Categories: friends, words, translation, denmark

Date: 04 March 2008 19:53:22

About a week ago, I thought I might try to compose a little note to the Great Dane in his own language seeing as I had reached the dizzy heights of Chapter 3 of "Teach yourself Danish on the hoof".

I found a nice clean sheet of paper, sharpened my pencil, considered the gems I might impart, chewed the pencil for a while and, with tongue clamped firmly between my teeth, began to compose my literary work.

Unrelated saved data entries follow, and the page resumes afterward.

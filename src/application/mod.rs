//! Application layer - Use cases and orchestration

pub mod rewrite_document;

pub use rewrite_document::{RewriteDocumentService, RewriteOptions, RewriteReport};
//! In-process adapters for the repository ports.
//!
//! Used by the test suites and by `serve --in-memory`. Each call takes the
//! lock once, so, as with the SQL adapter, nothing spans two calls.
use async_trait::async_trait;
use chrono::Utc;
use std::collections::HashMap;
use std::sync::Arc;
use tokio::sync::RwLock;
use uuid::Uuid;

use crate::database::manager::DatabaseError;
use crate::database::models::{Project, Role, User};
use crate::database::repository::{ProjectRepository, UserRepository};

fn sorted(mut projects: Vec<Project>) -> Vec<Project> {
    projects.sort_by(|a, b| a.created_at.cmp(&b.created_at).then(a.id.cmp(&b.id)));
    projects
}

#[derive(Clone, Default)]
pub struct MemoryProjectRepository {
    projects: Arc<RwLock<HashMap<Uuid, Project>>>,
}

impl MemoryProjectRepository {
    pub fn new() -> Self {
        Self::default()
    }

    pub async fn len(&self) -> usize {
        self.projects.read().await.len()
    }

    async fn select<F>(&self, predicate: F) -> Vec<Project>
    where
        F: Fn(&Project) -> bool,
    {
        let projects = self.projects.read().await;
        sorted(projects.values().filter(|p| predicate(p)).cloned().collect())
    }
}

#[async_trait]
impl ProjectRepository for MemoryProjectRepository {
    async fn insert(&self, project: &Project) -> Result<Project, DatabaseError> {
        let mut projects = self.projects.write().await;
        if projects.contains_key(&project.id) {
            return Err(DatabaseError::Duplicate("projects_pkey".to_string()));
        }
        projects.insert(project.id, project.clone());
        Ok(project.clone())
    }

    async fn find_by_id(&self, id: Uuid) -> Result<Option<Project>, DatabaseError> {
        Ok(self.projects.read().await.get(&id).cloned())
    }

    async fn find_by_name(&self, name: &str) -> Result<Option<Project>, DatabaseError> {
        Ok(self.select(|p| p.name == name).await.into_iter().next())
    }

    async fn list_all(&self) -> Result<Vec<Project>, DatabaseError> {
        Ok(self.select(|_| true).await)
    }

    async fn list_by_owner(&self, owner: Uuid) -> Result<Vec<Project>, DatabaseError> {
        Ok(self.select(|p| p.owner == owner).await)
    }

    async fn list_by_member(&self, member: Uuid) -> Result<Vec<Project>, DatabaseError> {
        Ok(self.select(|p| p.has_member(member)).await)
    }

    async fn update(&self, project: &Project) -> Result<Project, DatabaseError> {
        let mut projects = self.projects.write().await;
        let stored = projects
            .get_mut(&project.id)
            .ok_or_else(|| DatabaseError::NotFound(format!("project {}", project.id)))?;

        stored.name = project.name.clone();
        stored.description = project.description.clone();
        stored.start_date = project.start_date;
        stored.end_date = project.end_date;
        stored.status = project.status;
        stored.members = project.members.clone();
        stored.updated_at = Utc::now();
        Ok(stored.clone())
    }

    async fn delete(&self, id: Uuid) -> Result<Option<Project>, DatabaseError> {
        Ok(self.projects.write().await.remove(&id))
    }
}

#[derive(Clone, Default)]
pub struct MemoryUserRepository {
    users: Arc<RwLock<HashMap<Uuid, User>>>,
}

impl MemoryUserRepository {
    pub fn new() -> Self {
        Self::default()
    }
}

#[async_trait]
impl UserRepository for MemoryUserRepository {
    async fn insert(&self, user: &User) -> Result<User, DatabaseError> {
        let mut users = self.users.write().await;
        // Mirrors the UNIQUE constraints on the users table
        if users.values().any(|u| u.username == user.username) {
            return Err(DatabaseError::Duplicate("users_username_key".to_string()));
        }
        if users.values().any(|u| u.email == user.email) {
            return Err(DatabaseError::Duplicate("users_email_key".to_string()));
        }
        users.insert(user.id, user.clone());
        Ok(user.clone())
    }

    async fn find_by_id(&self, id: Uuid) -> Result<Option<User>, DatabaseError> {
        Ok(self.users.read().await.get(&id).cloned())
    }

    async fn find_by_username(&self, username: &str) -> Result<Option<User>, DatabaseError> {
        let users = self.users.read().await;
        Ok(users.values().find(|u| u.username == username).cloned())
    }

    async fn find_by_email(&self, email: &str) -> Result<Option<User>, DatabaseError> {
        let users = self.users.read().await;
        Ok(users.values().find(|u| u.email == email).cloned())
    }

    async fn set_role(&self, id: Uuid, role: Role) -> Result<User, DatabaseError> {
        let mut users = self.users.write().await;
        let user = users
            .get_mut(&id)
            .ok_or_else(|| DatabaseError::NotFound(format!("user {}", id)))?;
        user.role = role;
        user.updated_at = Utc::now();
        Ok(user.clone())
    }
}
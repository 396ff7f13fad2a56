use sqlx::{postgres::PgPoolOptions, PgPool};
use std::time::Duration;
use thiserror::Error;
use tracing::info;

use crate::config::DatabaseConfig;

/// Errors raised by the persistence layer
#[derive(Debug, Error)]
pub enum DatabaseError {
    #[error("Missing configuration: {0}")]
    ConfigMissing(&'static str),

    #[error("Invalid database URL")]
    InvalidDatabaseUrl,

    #[error("Connection error: {0}")]
    ConnectionError(String),

    #[error("Not found: {0}")]
    NotFound(String),

    #[error("Duplicate value: {0}")]
    Duplicate(String),

    #[error("Query error: {0}")]
    QueryError(String),

    #[error("Migration error: {0}")]
    MigrationError(String),

    #[error(transparent)]
    Sqlx(sqlx::Error),
}

/// Postgres unique_violation
const UNIQUE_VIOLATION: &str = "23505";

impl From<sqlx::Error> for DatabaseError {
    fn from(err: sqlx::Error) -> Self {
        if let sqlx::Error::Database(db_err) = &err {
            if db_err.code().as_deref() == Some(UNIQUE_VIOLATION) {
                return DatabaseError::Duplicate(
                    db_err.constraint().unwrap_or("unique constraint").to_string(),
                );
            }
        }
        // The pool or the socket is gone, not the query
        if matches!(
            err,
            sqlx::Error::PoolTimedOut
                | sqlx::Error::PoolClosed
                | sqlx::Error::WorkerCrashed
                | sqlx::Error::Io(_)
        ) {
            return DatabaseError::ConnectionError(err.to_string());
        }
        DatabaseError::Sqlx(err)
    }
}

/// Handle on the process-wide connection pool.
///
/// Opened once at startup, handed to the repository adapters, and closed on
/// shutdown.
#[derive(Clone, Debug)]
pub struct Database {
    pool: PgPool,
}

impl Database {
    pub async fn connect(config: &DatabaseConfig) -> Result<Self, DatabaseError> {
        let raw = config
            .url
            .as_deref()
            .ok_or(DatabaseError::ConfigMissing("DATABASE_URL"))?;
        let url = Self::parse_url(raw)?;

        let pool = PgPoolOptions::new()
            .max_connections(config.max_connections)
            .acquire_timeout(Duration::from_secs(config.connection_timeout))
            .connect(raw)
            .await
            .map_err(|e| DatabaseError::ConnectionError(e.to_string()))?;

        info!("Connected to database {}", Self::redact(&url));
        Ok(Self { pool })
    }

    pub fn pool(&self) -> &PgPool {
        &self.pool
    }

    /// Apply the embedded migrations under `migrations/`
    pub async fn migrate(&self) -> Result<(), DatabaseError> {
        sqlx::migrate!("./migrations")
            .run(&self.pool)
            .await
            .map_err(|e| DatabaseError::MigrationError(e.to_string()))?;
        info!("Database migrations applied");
        Ok(())
    }

    /// Pings the pool to ensure connectivity
    pub async fn health_check(&self) -> Result<(), DatabaseError> {
        sqlx::query("SELECT 1").execute(&self.pool).await?;
        Ok(())
    }

    pub async fn close(&self) {
        self.pool.close().await;
        info!("Closed database pool");
    }

    fn parse_url(raw: &str) -> Result<url::Url, DatabaseError> {
        let url = url::Url::parse(raw).map_err(|_| DatabaseError::InvalidDatabaseUrl)?;
        match url.scheme() {
            "postgres" | "postgresql" => Ok(url),
            _ => Err(DatabaseError::InvalidDatabaseUrl),
        }
    }

    /// Connection string safe for logs
    fn redact(url: &url::Url) -> String {
        let mut url = url.clone();
        if url.password().is_some() {
            let _ = url.set_password(Some("****"));
        }
        url.into()
    }
}
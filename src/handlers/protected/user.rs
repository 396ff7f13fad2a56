// handlers/protected/user.rs - POST /api/user/logout and GET /api/user/me

use axum::{
    extract::State,
    http::header,
    response::IntoResponse,
    Extension,
};
use serde_json::{json, Value};

use crate::database::models::User;
use crate::middleware::{ApiResponse, ApiResult, AuthUser, TOKEN_COOKIE};
use crate::services::UserService;

/// POST /api/user/logout - Tokens are stateless; this only expires the cookie.
pub async fn logout(Extension(auth_user): Extension<AuthUser>) -> impl IntoResponse {
    tracing::info!("User {} logged out", auth_user.username);
    let cookie = format!("{}=; HttpOnly; Path=/; SameSite=Lax; Max-Age=0", TOKEN_COOKIE);

    (
        [(header::SET_COOKIE, cookie)],
        ApiResponse::<Value>::success(json!({ "message": "Logged out" })),
    )
}

/// GET /api/user/me - Profile of the authenticated caller
pub async fn me(
    State(users): State<UserService>,
    Extension(auth_user): Extension<AuthUser>,
) -> ApiResult<User> {
    let user = users.me(auth_user.user_id).await?;
    Ok(ApiResponse::success(user))
}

I had not been engaged in this activity for more than a few seconds when I began to remember why people are so easily disheartened when learning languages. When a schoolgirl, I learned French and Latin, followed by German and Spanish. I enjoyed the experience and did not find the general principles difficult. But of course, for quite a long time, the whole experience was purely an academic exercise. The book or teacher would present a new topic, we would learn the vocabulary, points of grammar and put the two together in forming sentences in the foreign language or translate into English. After a few years of this, I then met native speakers of these languages (well, not of Latin, obviously). I realised that speaking to them was a completely different ball game because they didn't stick to the script and would use words and phrases which we hadn't learned. I managed to muddle along and understand if not the whole conversation then at least the general gist.

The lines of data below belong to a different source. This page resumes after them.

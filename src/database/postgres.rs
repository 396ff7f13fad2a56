use async_trait::async_trait;
use chrono::{DateTime, NaiveDate, Utc};
use sqlx::{FromRow, PgPool};
use uuid::Uuid;

use crate::database::manager::DatabaseError;
use crate::database::models::{Project, Role, User};
use crate::database::repository::{ProjectRepository, UserRepository};

const PROJECT_COLUMNS: &str = "id, name, description, start_date, end_date, status, total_hours, \
     owner, members, created_at, updated_at";

const USER_COLUMNS: &str = "id, username, email, password_hash, role, created_at, updated_at";

#[derive(Debug, FromRow)]
struct ProjectRow {
    id: Uuid,
    name: String,
    description: String,
    start_date: NaiveDate,
    end_date: NaiveDate,
    status: String,
    total_hours: f64,
    owner: Uuid,
    members: Vec<Uuid>,
    created_at: DateTime<Utc>,
    updated_at: DateTime<Utc>,
}

impl TryFrom<ProjectRow> for Project {
    type Error = DatabaseError;

    fn try_from(row: ProjectRow) -> Result<Self, Self::Error> {
        let status = row
            .status
            .parse()
            .map_err(|e| DatabaseError::QueryError(format!("project {} has bad status: {}", row.id, e)))?;
        Ok(Project {
            id: row.id,
            name: row.name,
            description: row.description,
            start_date: row.start_date,
            end_date: row.end_date,
            status,
            total_hours: row.total_hours,
            owner: row.owner,
            members: row.members,
            created_at: row.created_at,
            updated_at: row.updated_at,
        })
    }
}

#[derive(Debug, FromRow)]
struct UserRow {
    id: Uuid,
    username: String,
    email: String,
    password_hash: String,
    role: String,
    created_at: DateTime<Utc>,
    updated_at: DateTime<Utc>,
}

impl TryFrom<UserRow> for User {
    type Error = DatabaseError;

    fn try_from(row: UserRow) -> Result<Self, Self::Error> {
        let role = row
            .role
            .parse()
            .map_err(|e| DatabaseError::QueryError(format!("user {} has bad role: {}", row.id, e)))?;
        Ok(User {
            id: row.id,
            username: row.username,
            email: row.email,
            password_hash: row.password_hash,
            role,
            created_at: row.created_at,
            updated_at: row.updated_at,
        })
    }
}

fn projects_from_rows(rows: Vec<ProjectRow>) -> Result<Vec<Project>, DatabaseError> {
    rows.into_iter().map(Project::try_from).collect()
}

/// `projects` table adapter
#[derive(Clone)]
pub struct PgProjectRepository {
    pool: PgPool,
}

impl PgProjectRepository {
    pub fn new(pool: PgPool) -> Self {
        Self { pool }
    }
}

#[async_trait]
impl ProjectRepository for PgProjectRepository {
    async fn insert(&self, project: &Project) -> Result<Project, DatabaseError> {
        let sql = format!(
            "INSERT INTO projects ({PROJECT_COLUMNS}) \
             VALUES ($1, $2, $3, $4, $5, $6, $7, $8, $9, $10, $11) \
             RETURNING {PROJECT_COLUMNS}"
        );
        let row = sqlx::query_as::<_, ProjectRow>(&sql)
            .bind(project.id)
            .bind(&project.name)
            .bind(&project.description)
            .bind(project.start_date)
            .bind(project.end_date)
            .bind(project.status.as_str())
            .bind(project.total_hours)
            .bind(project.owner)
            .bind(&project.members)
            .bind(project.created_at)
            .bind(project.updated_at)
            .fetch_one(&self.pool)
            .await?;
        row.try_into()
    }

    async fn find_by_id(&self, id: Uuid) -> Result<Option<Project>, DatabaseError> {
        let sql = format!("SELECT {PROJECT_COLUMNS} FROM projects WHERE id = $1");
        sqlx::query_as::<_, ProjectRow>(&sql)
            .bind(id)
            .fetch_optional(&self.pool)
            .await?
            .map(Project::try_from)
            .transpose()
    }

    async fn find_by_name(&self, name: &str) -> Result<Option<Project>, DatabaseError> {
        let sql = format!("SELECT {PROJECT_COLUMNS} FROM projects WHERE name = $1 LIMIT 1");
        sqlx::query_as::<_, ProjectRow>(&sql)
            .bind(name)
            .fetch_optional(&self.pool)
            .await?
            .map(Project::try_from)
            .transpose()
    }

    async fn list_all(&self) -> Result<Vec<Project>, DatabaseError> {
        let sql = format!("SELECT {PROJECT_COLUMNS} FROM projects ORDER BY created_at, id");
        let rows = sqlx::query_as::<_, ProjectRow>(&sql).fetch_all(&self.pool).await?;
        projects_from_rows(rows)
    }

    async fn list_by_owner(&self, owner: Uuid) -> Result<Vec<Project>, DatabaseError> {
        let sql = format!(
            "SELECT {PROJECT_COLUMNS} FROM projects WHERE owner = $1 ORDER BY created_at, id"
        );
        let rows = sqlx::query_as::<_, ProjectRow>(&sql)
            .bind(owner)
            .fetch_all(&self.pool)
            .await?;
        projects_from_rows(rows)
    }

    async fn list_by_member(&self, member: Uuid) -> Result<Vec<Project>, DatabaseError> {
        let sql = format!(
            "SELECT {PROJECT_COLUMNS} FROM projects WHERE $1 = ANY(members) ORDER BY created_at, id"
        );
        let rows = sqlx::query_as::<_, ProjectRow>(&sql)
            .bind(member)
            .fetch_all(&self.pool)
            .await?;
        projects_from_rows(rows)
    }

    async fn update(&self, project: &Project) -> Result<Project, DatabaseError> {
        // owner and total_hours are never written after insert
        let sql = format!(
            "UPDATE projects \
             SET name = $2, description = $3, start_date = $4, end_date = $5, \
                 status = $6, members = $7, updated_at = now() \
             WHERE id = $1 \
             RETURNING {PROJECT_COLUMNS}"
        );
        let row = sqlx::query_as::<_, ProjectRow>(&sql)
            .bind(project.id)
            .bind(&project.name)
            .bind(&project.description)
            .bind(project.start_date)
            .bind(project.end_date)
            .bind(project.status.as_str())
            .bind(&project.members)
            .fetch_optional(&self.pool)
            .await?
            .ok_or_else(|| DatabaseError::NotFound(format!("project {}", project.id)))?;
        row.try_into()
    }

    async fn delete(&self, id: Uuid) -> Result<Option<Project>, DatabaseError> {
        let sql = format!("DELETE FROM projects WHERE id = $1 RETURNING {PROJECT_COLUMNS}");
        sqlx::query_as::<_, ProjectRow>(&sql)
            .bind(id)
            .fetch_optional(&self.pool)
            .await?
            .map(Project::try_from)
            .transpose()
    }
}

/// `users` table adapter
#[derive(Clone)]
pub struct PgUserRepository {
    pool: PgPool,
}

impl PgUserRepository {
    pub fn new(pool: PgPool) -> Self {
        Self { pool }
    }

    async fn find_one(&self, column: &str, value: &str) -> Result<Option<User>, DatabaseError> {
        let sql = format!("SELECT {USER_COLUMNS} FROM users WHERE {column} = $1");
        sqlx::query_as::<_, UserRow>(&sql)
            .bind(value)
            .fetch_optional(&self.pool)
            .await?
            .map(User::try_from)
            .transpose()
    }
}

#[async_trait]
impl UserRepository for PgUserRepository {
    async fn insert(&self, user: &User) -> Result<User, DatabaseError> {
        let sql = format!(
            "INSERT INTO users ({USER_COLUMNS}) VALUES ($1, $2, $3, $4, $5, $6, $7) \
             RETURNING {USER_COLUMNS}"
        );
        let row = sqlx::query_as::<_, UserRow>(&sql)
            .bind(user.id)
            .bind(&user.username)
            .bind(&user.email)
            .bind(&user.password_hash)
            .bind(user.role.as_str())
            .bind(user.created_at)
            .bind(user.updated_at)
            .fetch_one(&self.pool)
            .await?;
        row.try_into()
    }

    async fn find_by_id(&self, id: Uuid) -> Result<Option<User>, DatabaseError> {
        let sql = format!("SELECT {USER_COLUMNS} FROM users WHERE id = $1");
        sqlx::query_as::<_, UserRow>(&sql)
            .bind(id)
            .fetch_optional(&self.pool)
            .await?
            .map(User::try_from)
            .transpose()
    }

    async fn find_by_username(&self, username: &str) -> Result<Option<User>, DatabaseError> {
        self.find_one("username", username).await
    }

    async fn find_by_email(&self, email: &str) -> Result<Option<User>, DatabaseError> {
        self.find_one("email", email).await
    }

    async fn set_role(&self, id: Uuid, role: Role) -> Result<User, DatabaseError> {
        let sql = format!(
            "UPDATE users SET role = $2, updated_at = now() WHERE id = $1 RETURNING {USER_COLUMNS}"
        );
        let row = sqlx::query_as::<_, UserRow>(&sql)
            .bind(id)
            .bind(role.as_str())
            .fetch_optional(&self.pool)
            .await?
            .ok_or_else(|| DatabaseError::NotFound(format!("user {}", id)))?;
        row.try_into()
    }
}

In trying to compose a modest note in Danish, I was reminded of all this. I simply did not need the vocabulary for meeting someone at the airport and another person at the railway station. Nor did I need to be able to say that I was hungry and thirsty and yes, a gin and tonic would be just the ticket, tak. I wanted to ask about events that had occurred whilst in Denmark (past tense: had the dog recovered from its bout of vomiting?) and enquire about things in the offing (future tense: will the outcome of his business meeting have a positive impact on his job?). The Danish present tense is probably the easiest present tense I have ever come across (so hurrah for that!) but it simply wasn't going to meet my needs.

I was determined to continue with my endeavour (which was not easy as the vocab list at the back of the book is listed only Danish to English which makes looking up words a bit tricky if you haven't already got an idea of which letter they start with - and how many beginners' courses include the word "vomit" anyway?) and eventually I cobbled together a few paragraphs.

I have no idea if what I wrote was moderately accurate or not. I suspect that it wasn't as I have not had a reply. Either my friend has died of heart failure at seeing his native tongue massacred in such an insensitive way or his time is fully engaged in setting up a language school for pesky foreigners. Do you think I should continue in my endeavours and tackle Chapter 4 - "Shopping" - or shall I just send him a translation of my missive to give him a clue as to what I was trying to say?